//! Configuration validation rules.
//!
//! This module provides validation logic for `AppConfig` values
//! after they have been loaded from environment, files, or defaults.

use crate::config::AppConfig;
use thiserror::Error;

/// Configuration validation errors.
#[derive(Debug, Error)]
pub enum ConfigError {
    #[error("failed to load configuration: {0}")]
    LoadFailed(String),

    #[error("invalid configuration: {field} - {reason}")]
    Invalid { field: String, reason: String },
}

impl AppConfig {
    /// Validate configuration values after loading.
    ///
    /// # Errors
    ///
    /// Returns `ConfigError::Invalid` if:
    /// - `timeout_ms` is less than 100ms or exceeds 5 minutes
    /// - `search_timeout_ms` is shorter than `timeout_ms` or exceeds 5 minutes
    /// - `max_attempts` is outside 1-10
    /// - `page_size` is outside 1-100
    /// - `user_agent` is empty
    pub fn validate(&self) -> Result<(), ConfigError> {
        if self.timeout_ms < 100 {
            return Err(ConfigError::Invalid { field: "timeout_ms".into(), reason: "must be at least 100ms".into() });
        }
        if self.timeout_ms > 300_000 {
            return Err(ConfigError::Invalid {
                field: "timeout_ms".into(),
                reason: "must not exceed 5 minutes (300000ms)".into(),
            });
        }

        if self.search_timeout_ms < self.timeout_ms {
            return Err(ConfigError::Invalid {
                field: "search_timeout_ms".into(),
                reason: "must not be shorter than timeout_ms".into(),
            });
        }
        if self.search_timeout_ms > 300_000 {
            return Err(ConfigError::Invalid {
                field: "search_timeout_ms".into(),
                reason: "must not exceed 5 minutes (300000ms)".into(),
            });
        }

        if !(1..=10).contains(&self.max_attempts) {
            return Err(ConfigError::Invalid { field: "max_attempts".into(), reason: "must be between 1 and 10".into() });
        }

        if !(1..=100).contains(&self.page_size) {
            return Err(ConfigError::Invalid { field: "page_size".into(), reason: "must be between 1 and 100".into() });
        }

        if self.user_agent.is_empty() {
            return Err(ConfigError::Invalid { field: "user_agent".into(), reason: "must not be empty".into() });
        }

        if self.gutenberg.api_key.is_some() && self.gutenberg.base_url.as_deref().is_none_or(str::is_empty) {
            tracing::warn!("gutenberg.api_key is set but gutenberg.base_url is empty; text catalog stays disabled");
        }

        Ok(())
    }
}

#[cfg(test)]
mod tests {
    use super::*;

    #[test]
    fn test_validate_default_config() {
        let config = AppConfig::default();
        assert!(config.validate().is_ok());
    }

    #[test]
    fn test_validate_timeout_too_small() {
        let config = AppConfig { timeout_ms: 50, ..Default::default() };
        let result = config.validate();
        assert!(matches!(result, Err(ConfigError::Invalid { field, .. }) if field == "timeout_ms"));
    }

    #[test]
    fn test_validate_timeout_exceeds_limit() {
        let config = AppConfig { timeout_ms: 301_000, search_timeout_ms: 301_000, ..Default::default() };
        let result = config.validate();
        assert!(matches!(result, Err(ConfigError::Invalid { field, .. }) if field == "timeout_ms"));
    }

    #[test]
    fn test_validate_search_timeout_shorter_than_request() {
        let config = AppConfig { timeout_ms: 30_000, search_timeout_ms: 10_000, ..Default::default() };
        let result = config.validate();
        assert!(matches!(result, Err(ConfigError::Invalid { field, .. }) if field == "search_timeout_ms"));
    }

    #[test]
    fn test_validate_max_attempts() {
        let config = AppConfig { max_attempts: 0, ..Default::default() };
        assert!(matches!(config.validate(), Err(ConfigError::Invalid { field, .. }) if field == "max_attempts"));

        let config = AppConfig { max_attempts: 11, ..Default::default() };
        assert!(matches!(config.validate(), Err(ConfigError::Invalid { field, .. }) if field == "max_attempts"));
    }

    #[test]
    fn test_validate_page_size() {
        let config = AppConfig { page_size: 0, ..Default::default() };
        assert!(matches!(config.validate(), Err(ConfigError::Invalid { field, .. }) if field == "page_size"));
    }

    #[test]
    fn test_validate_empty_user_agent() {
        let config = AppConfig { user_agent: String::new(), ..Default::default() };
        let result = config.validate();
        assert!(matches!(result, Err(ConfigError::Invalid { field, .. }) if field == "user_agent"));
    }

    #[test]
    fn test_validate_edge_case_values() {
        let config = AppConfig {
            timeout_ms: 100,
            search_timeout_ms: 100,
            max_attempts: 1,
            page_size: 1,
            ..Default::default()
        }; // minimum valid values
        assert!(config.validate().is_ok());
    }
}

### Brief:
Transcribe all of the records exactly.

### The answer:
//! Configuration validation rules.
//!
//! This module provides validation logic for `AppConfig` values
//! after they have been loaded from environment, files, or defaults.

use crate::config::AppConfig;
use thiserror::Error;

/// Configuration validation errors.
#[derive(Debug, Error)]
pub enum ConfigError {
    #[error("failed to load configuration: {0}")]
    LoadFailed(String),

    #[error("invalid configuration: {field} - {reason}")]
    Invalid { field: String, reason: String },
}

impl AppConfig {
    /// Validate configuration values after loading.
    ///
    /// # Errors
    ///
    /// Returns `ConfigError::Invalid` if:
    /// - `timeout_ms` is less than 100ms or exceeds 5 minutes
    /// - `search_timeout_ms` is shorter than `timeout_ms` or exceeds 5 minutes
    /// - `max_attempts` is outside 1-10
    /// - `page_size` is outside 1-100
    /// - `user_agent` is empty
    pub fn validate(&self) -> Result<(), ConfigError> {
        if self.timeout_ms < 100 {
            return Err(ConfigError::Invalid { field: "timeout_ms".into(), reason: "must be at least 100ms".into() });
        }
        if self.timeout_ms > 300_000 {
            return Err(ConfigError::Invalid {
                field: "timeout_ms".into(),
                reason: "must not exceed 5 minutes (300000ms)".into(),
            });
        }

        if self.search_timeout_ms < self.timeout_ms {
            return Err(ConfigError::Invalid {
                field: "search_timeout_ms".into(),
                reason: "must not be shorter than timeout_ms".into(),
            });
        }
        if self.search_timeout_ms > 300_000 {
            return Err(ConfigError::Invalid {
                field: "search_timeout_ms".into(),
                reason: "must not exceed 5 minutes (300000ms)".into(),
            });
        }

        if !(1..=10).contains(&self.max_attempts) {
            return Err(ConfigError::Invalid { field: "max_attempts".into(), reason: "must be between 1 and 10".into() });
        }

        if !(1..=100).contains(&self.page_size) {
            return Err(ConfigError::Invalid { field: "page_size".into(), reason: "must be between 1 and 100".into() });
        }

        if self.user_agent.is_empty() {
            return Err(ConfigError::Invalid { field: "user_agent".into(), reason: "must not be empty".into() });
        }

        if self.gutenberg.api_key.is_some() && self.gutenberg.base_url.as_deref().is_none_or(str::is_empty) {
            tracing::warn!("gutenberg.api_key is set but gutenberg.base_url is empty; text catalog stays disabled");
        }

        Ok(())
    }
}

#[cfg(test)]
mod tests {
    use super::*;

    #[test]
    fn test_validate_default_config() {
        let config = AppConfig::default();
        assert!(config.validate().is_ok());
    }

    #[test]
    fn test_validate_timeout_too_small() {
        let config = AppConfig { timeout_ms: 50, ..Default::default() };
        let result = config.validate();
        assert!(matches!(result, Err(ConfigError::Invalid { field, .. }) if field == "timeout_ms"));
    }

    #[test]
    fn test_validate_timeout_exceeds_limit() {
        let config = AppConfig { timeout_ms: 301_000, search_timeout_ms: 301_000, ..Default::default() };
        let result = config.validate();
        assert!(matches!(result, Err(ConfigError::Invalid { field, .. }) if field == "timeout_ms"));
    }

    #[test]
    fn test_validate_search_timeout_shorter_than_request() {
        let config = AppConfig { timeout_ms: 30_000, search_timeout_ms: 10_000, ..Default::default() };
        let result = config.validate();
        assert!(matches!(result, Err(ConfigError::Invalid { field, .. }) if field == "search_timeout_ms"));
    }

    #[test]
    fn test_validate_max_attempts() {
        let config = AppConfig { max_attempts: 0, ..Default::default() };
        assert!(matches!(config.validate(), Err(ConfigError::Invalid { field, .. }) if field == "max_attempts"));

        let config = AppConfig { max_attempts: 11, ..Default::default() };
        assert!(matches!(config.validate(), Err(ConfigError::Invalid { field, .. }) if field == "max_attempts"));
    }

    #[test]
    fn test_validate_page_size() {
        let config = AppConfig { page_size: 0, ..Default::default() };
        assert!(matches!(config.validate(), Err(ConfigError::Invalid { field, .. }) if field == "page_size"));
    }

    #[test]
    fn test_validate_empty_user_agent() {
        let config = AppConfig { user_agent: String::new(), ..Default::default() };
        let result = config.validate();
        assert!(matches!(result, Err(ConfigError::Invalid { field, .. }) if field == "user_agent"));
    }

    #[test]
    fn test_validate_edge_case_values() {
        let config = AppConfig {
            timeout_ms: 100,
            search_timeout_ms: 100,
            max_attempts: 1,
            page_size: 1,
            ..Default::default()
        }; // minimum valid values
        assert!(config.validate().is_ok());
    }
}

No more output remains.